Speaking of confusing women...crossing the Atlantic in what will be a very select and limited run is Pola X. In this wild Parisian import by French cinema's long absent bad boy Leos Carax, a mysterious gypsy named Isabelle is stirring up a lot of trouble in the already troubled mind of Pierre. Like Carax's notorious Les Amants De Pont Neuf (which helped construct the cult of Juliette Binoche) it's absolutely gorgeous to look at -vibrant memorable imagery, exciting visual/emotional connections, and an entire cast of beautiful people. Among them are Gerard Depardieu's son Guillaume (previously seen on these shores in All the Mornings of the World) and the great Catherine Deneuve who is just having one hell of a year. We've already seen her in Est-Ouest, Time Regained, and Place Vendome. Her work here is her best yet this year (although she's also in Dancer in the Dark which opens next week. Whew.) In Pola X she's a ravishingly blond rich widow with a short temper and rather innappropriate maternal instincts to say the least. The film's major infamy at this point in puritan USA is that this film is rumored to contain a 100% bonafide sex scene. It does. I am a fairly jaded moviegoer but I'm also American so even though I don't want to be a prude those instincts are genetically encoded in me. Still, the scene works within the structure and the meaning of the film -you can't argue that it's just in there to be in there.

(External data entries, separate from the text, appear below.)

//! Telemetry messages as seen by the engine
//!
//! The transport hands the engine a borrowed view of each packet. The
//! payload slice carries its own length, which is what every watchpoint
//! offset is checked against.

use crate::time::Timestamp;

/// Message identifier (software bus id)
#[derive(Debug, Clone, Copy, PartialEq, Eq, Hash, PartialOrd, Ord)]
#[cfg_attr(feature = "serde", derive(serde::Serialize, serde::Deserialize))]
pub struct MessageId(pub u16);

impl MessageId {
    /// Raw identifier value
    pub const fn value(self) -> u16 {
        self.0
    }
}

impl core::fmt::Display for MessageId {
    fn fmt(&self, f: &mut core::fmt::Formatter<'_>) -> core::fmt::Result {
        write!(f, "0x{:04X}", self.0)
    }
}

#[cfg(feature = "defmt")]
impl defmt::Format for MessageId {
    fn format(&self, fmt: defmt::Formatter) {
        defmt::write!(fmt, "0x{:04X}", self.0)
    }
}

/// A received telemetry packet
///
/// Offsets in watchpoint definitions index into `payload` from its first
/// byte, headers included.
#[derive(Debug, Clone, Copy)]
pub struct Message<'a> {
    /// Identifier the packet was published under
    pub id: MessageId,
    /// Full packet bytes
    pub payload: &'a [u8],
    /// Packet time, recorded with watchpoint transitions
    pub timestamp: Timestamp,
}

impl<'a> Message<'a> {
    /// Wrap a received packet
    pub const fn new(id: MessageId, payload: &'a [u8], timestamp: Timestamp) -> Self {
        Self { id, payload, timestamp }
    }

    /// Packet length in bytes
    pub const fn len(&self) -> usize {
        self.payload.len()
    }

    /// True for a zero-length packet
    pub const fn is_empty(&self) -> bool {
        self.payload.is_empty()
    }
}
//! Watchpoint Comparison
//!
//! Integer comparisons are plain relational tests at the declared width, so
//! a signed byte of `0xFF` is `-1` and an unsigned one is `255`.
//!
//! Floats need two extra rules:
//!
//! 1. A NaN value never reaches a relational operator; it is an error.
//! 2. Equality and inequality use an absolute tolerance
//!    ([`FLOAT_TOLERANCE`]); the ordering operators do not, and infinities
//!    order normally.
//!
//! The custom operator is handled by the caller, which owns the predicate.

use libm::fabsf;

use crate::{
    constants::FLOAT_TOLERANCE,
    constants::limits::OPER_CUSTOM,
    errors::{LcError, LcResult},
    watchpoint::{Operator, TypedValue, WatchResult},
};

/// Compare `value` against `reference` with `operator`
///
/// Mismatched value and reference types evaluate to `Error`. `Custom`
/// cannot be answered here and is rejected as an operator error.
pub fn compare(operator: Operator, value: TypedValue, reference: TypedValue) -> LcResult<WatchResult> {
    let holds = match (value, reference) {
        (TypedValue::U8(a), TypedValue::U8(b)) => relate(operator, a, b)?,
        (TypedValue::I8(a), TypedValue::I8(b)) => relate(operator, a, b)?,
        (TypedValue::U16(a), TypedValue::U16(b)) => relate(operator, a, b)?,
        (TypedValue::I16(a), TypedValue::I16(b)) => relate(operator, a, b)?,
        (TypedValue::U32(a), TypedValue::U32(b)) => relate(operator, a, b)?,
        (TypedValue::I32(a), TypedValue::I32(b)) => relate(operator, a, b)?,
        (TypedValue::F32(a), TypedValue::F32(b)) => relate_float(operator, a, b)?,
        _ => return Ok(WatchResult::Error),
    };

    Ok(WatchResult::from_bool(holds))
}

fn relate<T: PartialOrd>(operator: Operator, a: T, b: T) -> LcResult<bool> {
    Ok(match operator {
        Operator::Le => a <= b,
        Operator::Lt => a < b,
        Operator::Eq => a == b,
        Operator::Ne => a != b,
        Operator::Ge => a >= b,
        Operator::Gt => a > b,
        Operator::Custom => return Err(LcError::Operator { operator_id: OPER_CUSTOM }),
    })
}

fn relate_float(operator: Operator, a: f32, b: f32) -> LcResult<bool> {
    if a.is_nan() {
        return Err(LcError::FloatNaN);
    }

    Ok(match operator {
        Operator::Eq => fabsf(a - b) <= FLOAT_TOLERANCE,
        Operator::Ne => fabsf(a - b) > FLOAT_TOLERANCE,
        other => relate(other, a, b)?,
    })
}
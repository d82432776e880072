//! Capability contracts for pluggable agents and environments.
//!
//! Observations, actions and diagnostics cross the boundary as
//! `serde_json::Value`, so the runner stays agnostic of what a concrete
//! plugin pair exchanges. The runner never inspects rewards beyond
//! summation.

use std::collections::BTreeMap;
use std::path::Path;

use serde_json::Value;

use crate::error::Result;
use crate::params::{Cleaner, ParameterResolver};

/// What a single environment step produces.
#[derive(Debug, Clone)]
pub struct StepOutcome {
    pub observation: Value,
    pub reward: f64,
    pub done: bool,
    pub diagnostics: Value,
}

/// One completed step, as handed to the agent's `post_step` hook.
#[derive(Debug, Clone)]
pub struct Transition {
    pub episode: u64,
    pub step: u64,
    pub observation: Value,
    pub action: Value,
    pub next_observation: Value,
    pub reward: f64,
    pub done: bool,
    pub diagnostics: Value,
}

/// A simulation the agent acts in.
pub trait Environment {
    /// Start a new episode and return the initial observation.
    fn reset(&mut self) -> Result<Value>;

    /// Advance the simulation by one action.
    fn step(&mut self, action: &Value) -> Result<StepOutcome>;

    fn action_space(&self) -> Value;

    fn observation_space(&self) -> Value;

    /// Draw the current state somewhere a human can see it. Optional.
    fn render(&mut self) {}

    /// Parameter defaults this environment declares (lowest-precedence
    /// source).
    fn parameters(&self) -> BTreeMap<String, Value> {
        BTreeMap::new()
    }

    fn cleaners(&self) -> BTreeMap<String, Cleaner> {
        BTreeMap::new()
    }

    /// Called once, after the parameter snapshot is built and before
    /// the first episode.
    fn configure(&mut self, _params: &ParameterResolver) -> Result<()> {
        Ok(())
    }
}

/// A learning algorithm driven by the runner.
///
/// Hooks are invoked at exactly one point each per episode or step, and
/// never concurrently for the same instance.
pub trait Agent {
    /// Pick an action for evaluation/demo runs.
    fn action(&mut self, episode: u64, step: u64, observation: &Value) -> Result<Value>;

    /// Pick an action during training; defaults to `action`.
    fn action_train(&mut self, episode: u64, step: u64, observation: &Value) -> Result<Value> {
        self.action(episode, step, observation)
    }

    /// One-time setup before the first episode, e.g. making sure the
    /// output directory exists.
    fn prepare(&mut self) -> Result<()> {
        Ok(())
    }

    fn pre_episode(&mut self, _episode: u64) -> Result<()> {
        Ok(())
    }

    fn post_step(&mut self, _transition: &Transition) -> Result<()> {
        Ok(())
    }

    fn post_episode(&mut self, _episode: u64) -> Result<()> {
        Ok(())
    }

    /// Persist the current model into `directory`.
    fn save(&mut self, directory: &Path) -> Result<()>;

    /// Restore a previously saved model from `directory`.
    fn load(&mut self, directory: &Path) -> Result<()>;

    fn parameters(&self) -> BTreeMap<String, Value> {
        BTreeMap::new()
    }

    fn cleaners(&self) -> BTreeMap<String, Cleaner> {
        BTreeMap::new()
    }

    fn configure(&mut self, _params: &ParameterResolver) -> Result<()> {
        Ok(())
    }
}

As for the said meaning --the subject matter itself... there's several possibilities. I thought it was the insanity brought on by love/lust. My memories of Carax's madly romantic Pont Neuf had me stuck in that mindset. I thought it was that same subject matter mixed in with a little price of the artistic life angle. Upon leaving the theater I discovered that my companions had quite different perceptions. My friend thought it was a political allegory about east -west relations and about the hated Gypsy subculture in racist Paris. And finally, trumping our perceptions, my boyfriend definitively remarked that it was about the inevitable intersection of art, sex, and death. Replaying the film in my head I get the feeling he's absolutely correct. But, in our defense, my boyfriend doesn't have to read the subtitles and he used to live in France. That gives him an unfair critical advantage. For him it wasn't such a difficult read but for the rest of us we'll need to use our minds again.

Betty and Isabelle are troublesome women... but confusion and provocation can open up all sorts or interesting narratives and be great catalysts for art. Nurse Betty and Pola X are both challenging, and heavily interpretable films. This is a good. Very good. Summer is over. The fall film season has arrived to rescue our minds.